_Directions_. Make an exact copy of the lines below.
- Opening Delimiter -
//! RFC 8288 Web Links, as found in `Link` headers and `application/link-format` bodies.

use std::fmt;

use nom::{
    branch::alt,
    bytes::complete::{is_not, take_while1},
    character::complete::{char, multispace0},
    combinator::{all_consuming, map, opt},
    multi::{many0, separated_list0},
    sequence::{delimited, preceded, tuple},
    IResult,
};
use thiserror::Error;

#[derive(Debug, Clone, PartialEq, Eq, Error)]
#[error("Invalid Link syntax near: '{0}'")]
pub struct LinkError(pub String);

#[derive(Debug, Clone, PartialEq, Eq)]
pub struct WebLink {
    pub target: String,
    pub params: Vec<(String, String)>,
}

impl WebLink {
    pub fn new(target: impl Into<String>) -> Self {
        Self { target: target.into(), params: Vec::new() }
    }

    pub fn rel(self, rel: &str) -> Self {
        self.param("rel", rel)
    }

    pub fn param(mut self, name: &str, value: impl Into<String>) -> Self {
        self.params.push((name.to_string(), value.into()));
        self
    }

    /// First value of `name`; parameter names compare case-insensitively.
    pub fn get(&self, name: &str) -> Option<&str> {
        self.params.iter().find(|(k, _)| k.eq_ignore_ascii_case(name)).map(|(_, v)| v.as_str())
    }

    /// A `rel` value may hold several space-separated relation types.
    pub fn has_rel(&self, rel: &str) -> bool {
        self.get("rel").map_or(false, |rels| rels.split_whitespace().any(|r| r.eq_ignore_ascii_case(rel)))
    }
}

impl fmt::Display for WebLink {
    fn fmt(&self, f: &mut fmt::Formatter<'_>) -> fmt::Result {
        write!(f, "<{}>", self.target)?;
        for (name, value) in &self.params {
            write!(f, "; {}=\"{}\"", name, value.replace('\\', "\\\\").replace('"', "\\\""))?;
        }
        Ok(())
    }
}

/// Joins links into a link-format document, one link per line.
pub fn format_links(links: &[WebLink]) -> String {
    links.iter().map(WebLink::to_string).collect::<Vec<_>>().join(",\n")
}

/// Parses a `Link` header value or a link-format body.
pub fn parse_links(input: &str) -> Result<Vec<WebLink>, LinkError> {
    match all_consuming(delimited(multispace0, separated_list0(list_separator, link), multispace0))(input) {
        Ok((_, links)) => Ok(links),
        Err(nom::Err::Error(e)) | Err(nom::Err::Failure(e)) => Err(LinkError(near(e.input))),
        Err(nom::Err::Incomplete(_)) => Err(LinkError(near(input))),
    }
}

fn near(input: &str) -> String {
    if input.chars().count() > 20 {
        format!("{}...", input.chars().take(20).collect::<String>())
    } else {
        input.to_string()
    }
}

// --- GRAMMAR ---

fn list_separator(input: &str) -> IResult<&str, char> {
    delimited(multispace0, char(','), multispace0)(input)
}

fn link(input: &str) -> IResult<&str, WebLink> {
    let (input, target) = delimited(char('<'), opt(is_not(">")), char('>'))(input)?;
    let (input, params) = many0(preceded(tuple((multispace0, char(';'), multispace0)), param))(input)?;
    Ok((input, WebLink { target: target.unwrap_or_default().trim().to_string(), params }))
}

fn is_token_char(c: char) -> bool {
    c.is_ascii_alphanumeric() || "!#$%&'*+-.^_`|~/:".contains(c)
}

fn param(input: &str) -> IResult<&str, (String, String)> {
    let (input, name) = take_while1(|c: char| is_token_char(c) && c != '/' && c != ':')(input)?;
    let (input, value) = opt(preceded(
        tuple((multispace0, char('='), multispace0)),
        alt((quoted, map(take_while1(is_token_char), str::to_string))),
    ))(input)?;
    Ok((input, (name.to_ascii_lowercase(), value.unwrap_or_default())))
}

fn quoted(input: &str) -> IResult<&str, String> {
    let (rest, _) = char('"')(input)?;
    let mut out = String::new();
    let mut chars = rest.char_indices();
    while let Some((i, c)) = chars.next() {
        match c {
            '"' => return Ok((&rest[i + 1..], out)),
            '\\' => match chars.next() {
                Some((_, escaped)) => out.push(escaped),
                None => break,
            },
            _ => out.push(c),
        }
    }
    Err(nom::Err::Error(nom::error::Error::new(input, nom::error::ErrorKind::Char)))
}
- Closing Delimiter -
_Exercise result_.
//! RFC 8288 Web Links, as found in `Link` headers and `application/link-format` bodies.

use std::fmt;

use nom::{
    branch::alt,
    bytes::complete::{is_not, take_while1},
    character::complete::{char, multispace0},
    combinator::{all_consuming, map, opt},
    multi::{many0, separated_list0},
    sequence::{delimited, preceded, tuple},
    IResult,
};
use thiserror::Error;

#[derive(Debug, Clone, PartialEq, Eq, Error)]
#[error("Invalid Link syntax near: '{0}'")]
pub struct LinkError(pub String);

#[derive(Debug, Clone, PartialEq, Eq)]
pub struct WebLink {
    pub target: String,
    pub params: Vec<(String, String)>,
}

impl WebLink {
    pub fn new(target: impl Into<String>) -> Self {
        Self { target: target.into(), params: Vec::new() }
    }

    pub fn rel(self, rel: &str) -> Self {
        self.param("rel", rel)
    }

    pub fn param(mut self, name: &str, value: impl Into<String>) -> Self {
        self.params.push((name.to_string(), value.into()));
        self
    }

    /// First value of `name`; parameter names compare case-insensitively.
    pub fn get(&self, name: &str) -> Option<&str> {
        self.params.iter().find(|(k, _)| k.eq_ignore_ascii_case(name)).map(|(_, v)| v.as_str())
    }

    /// A `rel` value may hold several space-separated relation types.
    pub fn has_rel(&self, rel: &str) -> bool {
        self.get("rel").map_or(false, |rels| rels.split_whitespace().any(|r| r.eq_ignore_ascii_case(rel)))
    }
}

impl fmt::Display for WebLink {
    fn fmt(&self, f: &mut fmt::Formatter<'_>) -> fmt::Result {
        write!(f, "<{}>", self.target)?;
        for (name, value) in &self.params {
            write!(f, "; {}=\"{}\"", name, value.replace('\\', "\\\\").replace('"', "\\\""))?;
        }
        Ok(())
    }
}

/// Joins links into a link-format document, one link per line.
pub fn format_links(links: &[WebLink]) -> String {
    links.iter().map(WebLink::to_string).collect::<Vec<_>>().join(",\n")
}

/// Parses a `Link` header value or a link-format body.
pub fn parse_links(input: &str) -> Result<Vec<WebLink>, LinkError> {
    match all_consuming(delimited(multispace0, separated_list0(list_separator, link), multispace0))(input) {
        Ok((_, links)) => Ok(links),
        Err(nom::Err::Error(e)) | Err(nom::Err::Failure(e)) => Err(LinkError(near(e.input))),
        Err(nom::Err::Incomplete(_)) => Err(LinkError(near(input))),
    }
}

fn near(input: &str) -> String {
    if input.chars().count() > 20 {
        format!("{}...", input.chars().take(20).collect::<String>())
    } else {
        input.to_string()
    }
}

// --- GRAMMAR ---

fn list_separator(input: &str) -> IResult<&str, char> {
    delimited(multispace0, char(','), multispace0)(input)
}

fn link(input: &str) -> IResult<&str, WebLink> {
    let (input, target) = delimited(char('<'), opt(is_not(">")), char('>'))(input)?;
    let (input, params) = many0(preceded(tuple((multispace0, char(';'), multispace0)), param))(input)?;
    Ok((input, WebLink { target: target.unwrap_or_default().trim().to_string(), params }))
}

fn is_token_char(c: char) -> bool {
    c.is_ascii_alphanumeric() || "!#$%&'*+-.^_`|~/:".contains(c)
}

fn param(input: &str) -> IResult<&str, (String, String)> {
    let (input, name) = take_while1(|c: char| is_token_char(c) && c != '/' && c != ':')(input)?;
    let (input, value) = opt(preceded(
        tuple((multispace0, char('='), multispace0)),
        alt((quoted, map(take_while1(is_token_char), str::to_string))),
    ))(input)?;
    Ok((input, (name.to_ascii_lowercase(), value.unwrap_or_default())))
}

fn quoted(input: &str) -> IResult<&str, String> {
    let (rest, _) = char('"')(input)?;
    let mut out = String::new();
    let mut chars = rest.char_indices();
    while let Some((i, c)) = chars.next() {
        match c {
            '"' => return Ok((&rest[i + 1..], out)),
            '\\' => match chars.next() {
                Some((_, escaped)) => out.push(escaped),
                None => break,
            },
            _ => out.push(c),
        }
    }
    Err(nom::Err::Error(nom::error::Error::new(input, nom::error::ErrorKind::Char)))
}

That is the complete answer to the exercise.